3 risques systémiques dans les workflows d’IA agentique

Moins de la moitié des entreprises ont adopté des cadres formels de gestion des risques pour l’IA, et je pense que c’est là que commence le véritable défi de l’IA agentique. Il ne s’agit pas de ce qu’il peut faire, mais du fait que ses actions deviennent plus difficiles à observer et à gouverner une fois qu’il opère sur des systèmes connectés.

Premièrement, de nombreux modèles sont en réalité des boîtes noires. L’opacité du fonctionnement interne rend plus difficile la vérification des résultats, l’explication des décisions ou l’audit en toute confiance de ce qui s’est passé après coup.

Deuxièmement, la capacité invite à une dépendance excessive. Dans les conversations que j’ai eues avec les RSSI, un thème cohérent émerge. Alors que les agents semblent « s’en occuper », les humains reculent et les critiques s’amenuisent. Le résultat est que les erreurs et les préjugés persistent plus longtemps parce que moins de personnes surveillent de près, ce qui est particulièrement dangereux dans les environnements à enjeux élevés.

Troisièmement, les attaquants n’ont pas besoin de compromettre le modèle lui-même s’ils peuvent compromettre ce que lit l’agent ou les services qui l’alimentent. Les flux de travail connectés créent des modes d’attaque de type chaîne d’approvisionnement, où la manipulation en amont devient le levier.

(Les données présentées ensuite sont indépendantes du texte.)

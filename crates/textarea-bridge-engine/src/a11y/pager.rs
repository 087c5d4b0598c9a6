use crate::input::TextAreaState;
use crate::model::{EndOfLinePreference, LineModel, Position, Selection};
use crate::text::{utf16_head, utf16_len, utf16_tail};

pub const DEFAULT_LINES_PER_PAGE: usize = 10;
pub const DEFAULT_MAX_CHARS: usize = 500;

const ELLIPSIS: char = '\u{2026}';

/// Bounded excerpt of the document for assistive technology
///
/// Screen readers read whatever the native widget contains, so the widget is
/// filled with the page of lines around the selection instead of the whole
/// document. Pages are fixed runs of `lines_per_page` lines; every page but
/// the last ends with a line feed. Text before and after the selection is cut
/// to `max_chars` UTF-16 code units each, and a selection spanning more than
/// two pages is shown as its first and last page joined by an ellipsis.
#[derive(Debug, Clone, Copy, PartialEq, Eq)]
pub struct PagedScreenReaderStrategy {
    lines_per_page: usize,
    max_chars: usize,
}

impl Default for PagedScreenReaderStrategy {
    fn default() -> Self {
        Self::new(DEFAULT_LINES_PER_PAGE, DEFAULT_MAX_CHARS)
    }
}

impl PagedScreenReaderStrategy {
    pub fn new(lines_per_page: usize, max_chars: usize) -> Self {
        Self {
            lines_per_page: lines_per_page.max(1),
            max_chars,
        }
    }

    pub fn lines_per_page(&self) -> usize {
        self.lines_per_page
    }

    pub fn max_chars(&self) -> usize {
        self.max_chars
    }

    /// Zero-based page containing `line_number`
    pub fn page_of_line(&self, line_number: usize) -> usize {
        line_number.saturating_sub(1) / self.lines_per_page
    }

    /// Range covering `page` from its first column up to the start of the
    /// following page's first line
    pub fn range_for_page(&self, page: usize) -> Selection {
        let start_line = page * self.lines_per_page + 1;
        let end_line = start_line + self.lines_per_page;
        Selection::from_coords(start_line, 1, end_line, 1)
    }

    /// Build the widget snapshot for `selection`
    ///
    /// `previous` is the snapshot currently in the widget; the page does not
    /// depend on it.
    pub fn from_editor_selection<M: LineModel + ?Sized>(
        &self,
        _previous: &TextAreaState,
        model: &M,
        selection: Selection,
    ) -> TextAreaState {
        let start_page = self.page_of_line(selection.start.line_number);
        let start_page_range = self.range_for_page(start_page);
        let end_page = self.page_of_line(selection.end.line_number);
        let end_page_range = self.range_for_page(end_page);

        let last_line = model.line_count();
        let document_end = Position::new(last_line, model.line_max_column(last_line));

        let read = |range: Option<Selection>| {
            range.map_or_else(String::new, |range| {
                model.value_in_range(range, EndOfLinePreference::Lf)
            })
        };

        let pretext = read(
            start_page_range.intersect(&Selection::new(Position::new(1, 1), selection.start)),
        );
        let posttext =
            read(end_page_range.intersect(&Selection::new(selection.end, document_end)));

        let text = if end_page <= start_page + 1 {
            model.value_in_range(selection, EndOfLinePreference::Lf)
        } else {
            let head = read(start_page_range.intersect(&selection));
            let tail = read(end_page_range.intersect(&selection));
            format!("{head}{ELLIPSIS}{tail}")
        };

        let pretext = utf16_tail(&pretext, self.max_chars);
        let posttext = utf16_head(&posttext, self.max_chars);
        let text = if utf16_len(&text) > 2 * self.max_chars {
            format!(
                "{}{ELLIPSIS}{}",
                utf16_head(&text, self.max_chars),
                utf16_tail(&text, self.max_chars)
            )
        } else {
            text
        };

        let selection_start = utf16_len(pretext);
        let selection_end = selection_start + utf16_len(&text);
        log::trace!(
            "screen reader page {start_page}..={end_page} for {selection}: {selection_start}..{selection_end}"
        );

        TextAreaState::new(
            format!("{pretext}{text}{posttext}"),
            selection_start,
            selection_end,
        )
    }
}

Le chemin vers la réautorisation : agence de contrôle

La réautorisation ne consiste pas à limiter l’autonomie des agents d’IA, mais plutôt à les contrôler de manière appropriée. Les agents d’IA s’exécutent, et nous avons besoin qu’ils s’exécutent bien, mais nous devons mettre en œuvre un audit continu des autorisations pour identifier les agents qui gravissent lentement les échelons de « l’agence ».

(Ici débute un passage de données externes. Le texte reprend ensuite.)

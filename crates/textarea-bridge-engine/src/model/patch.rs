/// Result of applying an input delta to a [`TextModel`](super::TextModel)
#[derive(Debug, Clone, PartialEq, Eq)]
pub struct Patch {
    /// Byte range of the inserted text in the updated buffer
    pub changed: std::ops::Range<usize>,
    /// Byte range of the replaced text in the buffer before the edit
    pub replaced: std::ops::Range<usize>,
    pub new_selection: std::ops::Range<usize>,
    pub version: u64,
}
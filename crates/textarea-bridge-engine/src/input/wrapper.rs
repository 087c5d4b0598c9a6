use crate::text::utf16_len;

/// The native text widget as seen by the bridge.
///
/// Offsets are UTF-16 code units. `reason` arguments are free-form
/// diagnostics describing why a write happened; they never change behaviour.
pub trait TextAreaWrapper {
    fn get_value(&self) -> String;
    fn set_value(&mut self, reason: &str, value: &str);
    fn get_selection_start(&self) -> usize;
    fn get_selection_end(&self) -> usize;
    /// Selects `start..end`, clamping both offsets into the current value.
    fn set_selection_range(&mut self, reason: &str, start: usize, end: usize);
}

/// In-memory widget that behaves like a browser `<textarea>`.
///
/// Setting the value moves the caret to the end, and selection offsets are
/// clamped into the value. Write counters let callers check that unchanged
/// state is never written back.
#[derive(Debug, Clone, Default, PartialEq, Eq)]
pub struct MemoryTextArea {
    value: String,
    selection_start: usize,
    selection_end: usize,
    pub value_writes: usize,
    pub selection_writes: usize,
    pub last_reason: Option<String>,
}

impl MemoryTextArea {
    pub fn new() -> Self {
        Self::default()
    }

    /// Simulates the user or the OS changing the widget. Not counted as a
    /// write from the bridge.
    pub fn simulate(&mut self, value: &str, selection_start: usize, selection_end: usize) {
        self.value = value.to_string();
        let (start, end) = clamp_range(&self.value, selection_start, selection_end);
        self.selection_start = start;
        self.selection_end = end;
    }
}

impl TextAreaWrapper for MemoryTextArea {
    fn get_value(&self) -> String {
        self.value.clone()
    }

    fn set_value(&mut self, reason: &str, value: &str) {
        self.value = value.to_string();
        let len = utf16_len(&self.value);
        self.selection_start = len;
        self.selection_end = len;
        self.value_writes += 1;
        self.last_reason = Some(reason.to_string());
    }

    fn get_selection_start(&self) -> usize {
        self.selection_start
    }

    fn get_selection_end(&self) -> usize {
        self.selection_end
    }

    fn set_selection_range(&mut self, reason: &str, start: usize, end: usize) {
        let (start, end) = clamp_range(&self.value, start, end);
        self.selection_start = start;
        self.selection_end = end;
        self.selection_writes += 1;
        self.last_reason = Some(reason.to_string());
    }
}

fn clamp_range(value: &str, start: usize, end: usize) -> (usize, usize) {
    let len = utf16_len(value);
    let end = end.min(len);
    (start.min(end), end)
}
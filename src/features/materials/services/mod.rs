mod material_service;

pub use material_service::MaterialService;
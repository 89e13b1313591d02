//! Application accounts: admin, manager, inventory worker and clients.
//!
//! | Method | Endpoint | Description |
//! |--------|----------|-------------|
//! | GET | `/api/admin/clients` | List client accounts |
//! | POST | `/api/admin/clients` | Create a client account |
//! | DELETE | `/api/admin/clients/{id}` | Delete a client account |
//! | PUT | `/api/admin/clients/{id}/password` | Reset a client password |
//! | PUT | `/api/admin/accounts/{account}/password` | Change the manager or inventory password |

pub mod dtos;
pub mod handlers;
pub mod models;
pub mod repositories;
pub mod routes;
pub mod services;

pub use repositories::{PgUserRepository, UserRepository};
pub use services::AccountService;
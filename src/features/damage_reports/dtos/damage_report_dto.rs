use chrono::NaiveDate;
use serde::{Deserialize, Serialize};
use utoipa::ToSchema;

use crate::features::damage_reports::models::DamageReport;

/// Multipart form accepted when saving or submitting a damage report.
/// Documentation only; handlers read the parts through `Multipart`.
#[derive(Debug, ToSchema)]
#[allow(dead_code)]
pub struct DamageFormDto {
    /// What was damaged and how
    #[schema(example = "Fuite sous l'évier du local 3")]
    pub description: String,
    /// Start of the intervention (HH:MM)
    #[schema(example = "08:30")]
    pub start_time: Option<String>,
    /// End of the intervention (HH:MM)
    #[schema(example = "10:00")]
    pub end_time: Option<String>,
    /// Photo before the repair
    #[schema(format = Binary, content_media_type = "application/octet-stream")]
    pub before_photo: Option<String>,
    /// Photo after the repair
    #[schema(format = Binary, content_media_type = "application/octet-stream")]
    pub after_photo: Option<String>,
}

#[derive(Debug, Deserialize, ToSchema)]
pub struct MoveDraftDto {
    /// New working day for the draft
    pub report_date: NaiveDate,
}

/// The open draft of a day, `null` when none exists
#[derive(Debug, Serialize, ToSchema)]
pub struct DraftResponseDto {
    pub draft: Option<DamageReport>,
}
use std::sync::Arc;

use axum::{extract::State, Json};
use chrono::Local;
use validator::Validate;

use crate::core::error::{AppError, Result};
use crate::core::extractor::{AppJson, AppQuery};
use crate::features::attendance::dtos::AttendanceDto;
use crate::features::attendance::models::{CheckInOutcome, CheckOutOutcome};
use crate::features::attendance::services::{AttendanceService, DailyAttendance};
use crate::features::auth::guards::{CompanyAccess, RequireAdmin};
use crate::shared::csv_export::CsvSheet;
use crate::shared::types::{ApiResponse, DateQuery};

/// Record the arrival of an employee
///
/// The time is taken from the server clock. Checking in again the same day returns
/// the original time.
#[utoipa::path(
    post,
    path = "/api/companies/{company_id}/attendance/check-in",
    params(
        ("company_id" = i64, Path, description = "Lot id"),
        DateQuery
    ),
    request_body = AttendanceDto,
    responses(
        (status = 200, description = "Checked in, or already checked in", body = ApiResponse<CheckInOutcome>),
        (status = 400, description = "Invalid employee name"),
        (status = 403, description = "No access to this lot")
    ),
    tag = "attendance",
    security(
        ("bearer_auth" = [])
    )
)]
pub async fn check_in(
    access: CompanyAccess,
    State(service): State<Arc<AttendanceService>>,
    AppQuery(query): AppQuery<DateQuery>,
    AppJson(dto): AppJson<AttendanceDto>,
) -> Result<Json<ApiResponse<CheckInOutcome>>> {
    dto.validate()
        .map_err(|e| AppError::Validation(e.to_string()))?;

    let outcome = service
        .check_in(
            access.company_id,
            &dto.employee_name,
            query.date,
            Local::now().time(),
        )
        .await?;
    let message = match &outcome {
        CheckInOutcome::CheckedIn { checkin_time } => format!("Checked in at {}", checkin_time),
        CheckInOutcome::AlreadyCheckedIn {
            checkin_time: Some(time),
        } => format!("Already checked in at {}", time),
        CheckInOutcome::AlreadyCheckedIn { checkin_time: None } => {
            "Already checked in".to_string()
        }
    };
    Ok(Json(ApiResponse::success(Some(outcome), Some(message), None)))
}

/// Record the end of an employee's day
#[utoipa::path(
    post,
    path = "/api/companies/{company_id}/attendance/check-out",
    params(
        ("company_id" = i64, Path, description = "Lot id"),
        DateQuery
    ),
    request_body = AttendanceDto,
    responses(
        (status = 200, description = "Checked out, or nothing open to close", body = ApiResponse<CheckOutOutcome>),
        (status = 400, description = "Invalid employee name"),
        (status = 403, description = "No access to this lot")
    ),
    tag = "attendance",
    security(
        ("bearer_auth" = [])
    )
)]
pub async fn check_out(
    access: CompanyAccess,
    State(service): State<Arc<AttendanceService>>,
    AppQuery(query): AppQuery<DateQuery>,
    AppJson(dto): AppJson<AttendanceDto>,
) -> Result<Json<ApiResponse<CheckOutOutcome>>> {
    dto.validate()
        .map_err(|e| AppError::Validation(e.to_string()))?;

    let outcome = service
        .check_out(
            access.company_id,
            &dto.employee_name,
            query.date,
            Local::now().time(),
        )
        .await?;
    let message = match &outcome {
        CheckOutOutcome::CheckedOut { checkout_time } => {
            format!("Checked out at {}", checkout_time)
        }
        CheckOutOutcome::NothingToClose => {
            "Already checked out or never checked in".to_string()
        }
    };
    Ok(Json(ApiResponse::success(Some(outcome), Some(message), None)))
}

/// Attendance sheet of every lot for a day
#[utoipa::path(
    get,
    path = "/api/admin/attendance",
    params(DateQuery),
    responses(
        (status = 200, description = "Records, latest check-in first", body = ApiResponse<DailyAttendance>),
        (status = 403, description = "Admin access required")
    ),
    tag = "attendance",
    security(
        ("bearer_auth" = [])
    )
)]
pub async fn list_attendance(
    RequireAdmin(_user): RequireAdmin,
    State(service): State<Arc<AttendanceService>>,
    AppQuery(query): AppQuery<DateQuery>,
) -> Result<Json<ApiResponse<DailyAttendance>>> {
    let day = service.list_for_date(query.date).await?;
    Ok(Json(ApiResponse::success(Some(day), None, None)))
}

/// Download the attendance sheet of a day as CSV
///
/// A missing check-out is written as `MANQUANT` and the row stays `En cours`.
#[utoipa::path(
    get,
    path = "/api/admin/attendance/export",
    params(DateQuery),
    responses(
        (status = 200, description = "Attendance sheet, latest check-in first", body = String, content_type = "text/csv"),
        (status = 403, description = "Admin access required")
    ),
    tag = "attendance",
    security(
        ("bearer_auth" = [])
    )
)]
pub async fn export_attendance(
    RequireAdmin(_user): RequireAdmin,
    State(service): State<Arc<AttendanceService>>,
    AppQuery(query): AppQuery<DateQuery>,
) -> Result<CsvSheet> {
    let day = service.list_for_date(query.date).await?;
    CsvSheet::build(
        format!("pointage_{}.csv", day.date),
        b',',
        &["Entreprise", "Employé", "Arrivée", "Départ", "Statut"],
        day.records.into_iter().map(|r| {
            let status = if r.checkout_time.is_some() {
                "Complété"
            } else {
                "En cours"
            };
            [
                r.company_name,
                r.employee_name,
                r.checkin_time,
                r.checkout_time.unwrap_or_else(|| "MANQUANT".to_string()),
                status.to_string(),
            ]
        }),
    )
}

Les organisations doivent disposer d’une visibilité complète pour pouvoir évaluer les interactions d’IA agentique, signaler les comportements irréguliers, vérifier si les autorisations sont conformes à la politique et utiliser des exercices réels sur table, tels que des tests d’injection rapide, pour se prémunir contre les vulnérabilités. Abonnez-vous également à un flux de travail humain dans lequel la surveillance humaine est obligatoire lorsque des données sensibles, des décisions financières, des modifications d’accès ou des mises à jour opérationnelles majeures sont impliquées.

Il faut également éviter de donner des outils aux agents « juste au cas où ils en auraient besoin ». Au lieu de cela, implémentez le partage de contexte selon le principe du moindre privilège, en limitant la vue et l’accès aux outils de l’agent à ce dont la tâche a réellement besoin.

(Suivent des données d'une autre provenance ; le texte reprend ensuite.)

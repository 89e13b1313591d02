use std::sync::Arc;

use axum::{
    routing::{get, patch, post},
    Router,
};

use crate::features::tasks::handlers;
use crate::features::tasks::services::TaskService;

pub fn routes(service: Arc<TaskService>) -> Router {
    Router::new()
        .route("/api/rotation", get(handlers::get_rotation))
        .route("/api/companies/{company_id}/tasks", get(handlers::list_tasks))
        .route(
            "/api/companies/{company_id}/tasks/validate",
            post(handlers::validate_day),
        )
        .route(
            "/api/companies/{company_id}/tasks/history",
            get(handlers::list_history),
        )
        .route(
            "/api/companies/{company_id}/tasks/{id}",
            patch(handlers::update_task),
        )
        .with_state(service)
}
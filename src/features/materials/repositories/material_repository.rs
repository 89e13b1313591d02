use async_trait::async_trait;
use sqlx::PgPool;
use uuid::Uuid;

use crate::core::database::db_error;
use crate::core::error::Result;
use crate::features::materials::models::MaterialRequest;

const COLUMNS: &str = "id, material_name, quantity, fulfilled, requested_at";

#[async_trait]
pub trait MaterialRepository: Send + Sync {
    async fn insert(&self, material_name: &str, quantity: i32) -> Result<MaterialRequest>;

    /// Newest first; `limit = None` returns every request
    async fn list(&self, limit: Option<i64>) -> Result<Vec<MaterialRequest>>;

    async fn set_fulfilled(&self, id: Uuid, fulfilled: bool) -> Result<Option<MaterialRequest>>;

    async fn delete(&self, id: Uuid) -> Result<bool>;
}

pub struct PgMaterialRepository {
    pool: PgPool,
}

impl PgMaterialRepository {
    pub fn new(pool: PgPool) -> Self {
        Self { pool }
    }
}

#[async_trait]
impl MaterialRepository for PgMaterialRepository {
    async fn insert(&self, material_name: &str, quantity: i32) -> Result<MaterialRequest> {
        sqlx::query_as::<_, MaterialRequest>(&format!(
            "INSERT INTO material_requests (id, material_name, quantity) VALUES ($1, $2, $3) RETURNING {COLUMNS}"
        ))
        .bind(Uuid::now_v7())
        .bind(material_name)
        .bind(quantity)
        .fetch_one(&self.pool)
        .await
        .map_err(|e| db_error("Failed to create material request", e))
    }

    async fn list(&self, limit: Option<i64>) -> Result<Vec<MaterialRequest>> {
        // LIMIT NULL means no limit in Postgres
        sqlx::query_as::<_, MaterialRequest>(&format!(
            "SELECT {COLUMNS} FROM material_requests ORDER BY requested_at DESC LIMIT $1"
        ))
        .bind(limit)
        .fetch_all(&self.pool)
        .await
        .map_err(|e| db_error("Failed to list material requests", e))
    }

    async fn set_fulfilled(&self, id: Uuid, fulfilled: bool) -> Result<Option<MaterialRequest>> {
        sqlx::query_as::<_, MaterialRequest>(&format!(
            "UPDATE material_requests SET fulfilled = $2 WHERE id = $1 RETURNING {COLUMNS}"
        ))
        .bind(id)
        .bind(fulfilled)
        .fetch_optional(&self.pool)
        .await
        .map_err(|e| db_error("Failed to update material request", e))
    }

    async fn delete(&self, id: Uuid) -> Result<bool> {
        let result = sqlx::query("DELETE FROM material_requests WHERE id = $1")
            .bind(id)
            .execute(&self.pool)
            .await
            .map_err(|e| db_error("Failed to delete material request", e))?;
        Ok(result.rows_affected() > 0)
    }
}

Enfin, permettez-moi de souligner qu’il ne faut pas oublier la chaîne d’approvisionnement de l’IA des agents qui comprend l’intégration, les bibliothèques, les API et les tiers. Ceux-ci doivent être vérifiés, corrigés et sécurisés avec des contrôles réseau stricts pour créer un écosystème fiable et réduire le risque de manipulation en amont.

Si les agents de l’IA sont traités comme des assistants inoffensifs, ils seront autorisés à le faire comme des assistants inoffensifs, et le libre arbitre excessif deviendra normal.

Nous devons freiner l’inévitabilité d’une autonomie incontrôlée. Prenez le contrôle de fonctionnalités et d’autorisations plus larges ; se concentrer sur l’instauration d’une surveillance là où cela est important. Les agents peuvent améliorer les opérations, mais seulement s’ils sont gouvernés en tant qu’acteurs au sein de garde-fous et ne font pas confiance par défaut.

Cet article est publié dans le cadre du Foundry Expert Contributor Network.